_What is needed:_ Reply only with how many lines of the listing below hold the word "NonZeroUsize".

_Source data:_
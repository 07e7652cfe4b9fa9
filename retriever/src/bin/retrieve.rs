//! Retrieve a document from a JSON-RPC remote.
//!
//! # Usage
//!
//! ```sh
//! cargo run --release --bin retrieve -- --endpoint http://localhost:8545 --site 0x00112233445566778899aabbccddeeff00112233
//! ```
//!
//! The document is written to stdout (or `--output`). Progress is logged to stderr.

use clap::{value_parser, Arg, ArgAction, Command};
use commonware_retriever::{
    jsonrpc::{self, Methods, Mode, PayloadFormat},
    scheduler::{concurrent, overlapped, phased, Policy, Strategy},
    Address, Config, Error, Loader, Monitor, Phase, Progress,
};
use commonware_runtime::{tokio as tokio_runtime, Metrics as _, Runner};
use std::{io::Write, num::NonZeroUsize, path::PathBuf, time::Duration};
use tracing::{debug, error, info, warn, Level};

/// Logs every change of phase.
#[derive(Default)]
struct Logger {
    phase: Option<Phase>,
}

impl Monitor for Logger {
    fn progress(&mut self, progress: Progress) {
        let Progress {
            phase,
            scanned,
            loaded,
            failed,
        } = progress;
        if self.phase == Some(phase) {
            debug!(?phase, scanned, loaded, failed, "progress");
            return;
        }
        self.phase = Some(phase);
        info!(?phase, scanned, loaded, failed, "progress");
    }

    fn failed(&mut self, error: &Error) {
        error!(%error, "unable to load document");
    }
}

fn main() {
    // Parse arguments
    let matches = Command::new("retrieve")
        .about("reassemble a document scattered across remotely readable chunks")
        .arg(
            Arg::new("endpoint")
                .long("endpoint")
                .value_name("URL")
                .help("JSON-RPC endpoint")
                .required(true),
        )
        .arg(
            Arg::new("site")
                .long("site")
                .value_name("ADDRESS")
                .help("Address of the document")
                .required(true)
                .value_parser(value_parser!(Address)),
        )
        .arg(
            Arg::new("mode")
                .long("mode")
                .help("How chunks are addressed")
                .value_parser(["tree", "flat"])
                .default_value("tree"),
        )
        .arg(
            Arg::new("strategy")
                .long("strategy")
                .help("How chunks are scheduled for loading")
                .value_parser(["phased", "overlapped", "concurrent"])
                .default_value("phased"),
        )
        .arg(
            Arg::new("timeout")
                .long("timeout")
                .value_name("MS")
                .help("Deadline of an overlapped load")
                .value_parser(value_parser!(u64))
                .default_value("60000"),
        )
        .arg(
            Arg::new("concurrency")
                .long("concurrency")
                .value_name("COUNT")
                .help("Maximum reads in flight for a concurrent load")
                .value_parser(value_parser!(NonZeroUsize))
                .default_value("8"),
        )
        .arg(
            Arg::new("strict")
                .long("strict")
                .help("Fail instead of omitting chunks that cannot be loaded")
                .action(ArgAction::SetTrue),
        )
        .arg(
            Arg::new("raw")
                .long("raw")
                .help("Write the raw bytes instead of decoded text")
                .action(ArgAction::SetTrue),
        )
        .arg(
            Arg::new("output")
                .long("output")
                .value_name("PATH")
                .help("File to write the document to (defaults to stdout)")
                .value_parser(value_parser!(PathBuf)),
        )
        .arg(
            Arg::new("log-level")
                .long("log-level")
                .value_name("LEVEL")
                .value_parser(value_parser!(Level))
                .default_value("info"),
        )
        .arg(
            Arg::new("method-site-info")
                .long("method-site-info")
                .default_value("getSiteInfo"),
        )
        .arg(
            Arg::new("method-chunk-count")
                .long("method-chunk-count")
                .default_value("getChunkCount"),
        )
        .arg(
            Arg::new("method-resolve-chunk")
                .long("method-resolve-chunk")
                .default_value("resolveChunk"),
        )
        .arg(
            Arg::new("method-read")
                .long("method-read")
                .default_value("read"),
        )
        .arg(
            Arg::new("text-payloads")
                .long("text-payloads")
                .help("Treat read results as text rather than hex")
                .action(ArgAction::SetTrue),
        )
        .get_matches();

    // Create logger
    let level = *matches.get_one::<Level>("log-level").unwrap();
    tracing_subscriber::fmt()
        .with_max_level(level)
        .with_writer(std::io::stderr)
        .init();

    // Configure the remote
    let endpoint = matches.get_one::<String>("endpoint").unwrap().clone();
    let site = *matches.get_one::<Address>("site").unwrap();
    let mut remote = jsonrpc::Config::new(endpoint, site);
    remote.mode = match matches.get_one::<String>("mode").unwrap().as_str() {
        "flat" => Mode::Flat,
        _ => Mode::Tree,
    };
    remote.methods = Methods {
        site_info: matches.get_one::<String>("method-site-info").unwrap().clone(),
        chunk_count: matches
            .get_one::<String>("method-chunk-count")
            .unwrap()
            .clone(),
        resolve_chunk: matches
            .get_one::<String>("method-resolve-chunk")
            .unwrap()
            .clone(),
        read: matches.get_one::<String>("method-read").unwrap().clone(),
    };
    if matches.get_flag("text-payloads") {
        remote.payload = PayloadFormat::Text;
    }

    // Configure the load
    let policy = if matches.get_flag("strict") {
        Policy::Strict
    } else {
        Policy::BestEffort
    };
    let strategy = match matches.get_one::<String>("strategy").unwrap().as_str() {
        "overlapped" => {
            let timeout = *matches.get_one::<u64>("timeout").unwrap();
            if matches.get_flag("strict") {
                warn!("overlapped loads never omit chunks, ignoring --strict");
            }
            Strategy::Overlapped(overlapped::Config::new(Duration::from_millis(timeout)))
        }
        "concurrent" => Strategy::Concurrent(concurrent::Config {
            concurrency: *matches.get_one::<NonZeroUsize>("concurrency").unwrap(),
            policy,
            ..concurrent::Config::default()
        }),
        _ => Strategy::Phased(phased::Config {
            policy,
            ..phased::Config::default()
        }),
    };
    let cfg = Config {
        strategy,
        decode: !matches.get_flag("raw"),
        ..Config::default()
    }
    .with_monitor(Logger::default());
    let output = matches.get_one::<PathBuf>("output").cloned();
    info!(%site, mode = ?remote.mode, strategy = ?cfg.strategy, "retrieving document");

    // Load the document
    let executor = tokio_runtime::Runner::new(tokio_runtime::Config::default());
    executor.start(|context| async move {
        let client = jsonrpc::Client::new(remote).unwrap_or_else(|err| {
            error!(?err, "unable to create client");
            std::process::exit(1);
        });
        let loader = Loader::new(context.with_label("loader"), client.clone(), client, cfg);
        let Ok(document) = loader.load().await else {
            std::process::exit(1);
        };
        if !document.is_complete() {
            warn!(missing = ?document.missing(), "document is incomplete");
        }

        // Write the document
        let bytes = match document.text() {
            Some(text) => text.as_bytes(),
            None => document.bytes().as_ref(),
        };
        let result = match &output {
            Some(path) => std::fs::write(path, bytes),
            None => std::io::stdout().lock().write_all(bytes),
        };
        if let Err(err) = result {
            error!(?err, "unable to write document");
            std::process::exit(1);
        }
        info!(size = bytes.len(), "wrote document");
    });
}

_Response below:_ 3